Information supplied |
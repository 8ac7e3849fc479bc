use super::{
    component::Component, projection_error::ProjectionErrorRow, scaled_actual::ScaledActualRow,
    summary::SummaryRow,
};

/// The three output tables for one component.
#[derive(Debug, Clone, PartialEq)]
pub struct ComponentReport {
    pub component: Component,
    pub projection_errors: Vec<ProjectionErrorRow>,
    pub summary_stats: Vec<SummaryRow>,
    pub actuals_pct_gdp: Vec<ScaledActualRow>,
}

/// Full pipeline output: one report per component, in fixed component order.
#[derive(Debug, Clone, PartialEq)]
pub struct ProjectionAccuracyReport {
    pub components: Vec<ComponentReport>,
}

impl ProjectionAccuracyReport {
    pub fn component(&self, component: Component) -> Option<&ComponentReport> {
        self.components.iter().find(|r| r.component == component)
    }
}
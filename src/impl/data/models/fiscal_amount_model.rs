use std::str::FromStr;

use serde::Deserialize;

use crate::errors::Error;

/// Dollar amount or GDP value as it appears in the input tables. Accepts
/// comma grouping ("1,234.5") and accounting-style parenthesized negatives
/// ("(123.4)").
#[derive(Debug)]
pub(crate) struct FiscalAmountModel(pub(crate) f64);

impl FromStr for FiscalAmountModel {
    type Err = Error;

    fn from_str(s: &str) -> Result<Self, Self::Err> {
        let raw = s.replace(',', "");
        let is_negative = raw.trim().starts_with('(') && raw.trim().ends_with(')');
        let numeric_part = raw.trim().trim_matches(|c| c == '(' || c == ')');
        let amount = numeric_part
            .parse::<f64>()
            .map_err(|_| Error::InvalidFiscalAmount {
                value: s.to_string(),
            })?;
        Ok(FiscalAmountModel(if is_negative { -amount } else { amount }))
    }
}

impl<'de> Deserialize<'de> for FiscalAmountModel {
    fn deserialize<D>(deserializer: D) -> Result<FiscalAmountModel, D::Error>
    where
        D: serde::Deserializer<'de>,
    {
        let s = String::deserialize(deserializer)?;
        FiscalAmountModel::from_str(&s).map_err(serde::de::Error::custom)
    }
}

impl From<FiscalAmountModel> for f64 {
    fn from(model: FiscalAmountModel) -> Self {
        model.0
    }
}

Problem to solve | Return every line of the listing above where "ProjectionErrorRow" appears.

Reply |
    component::Component, projection_error::ProjectionErrorRow, scaled_actual::ScaledActualRow,
    pub projection_errors: Vec<ProjectionErrorRow>,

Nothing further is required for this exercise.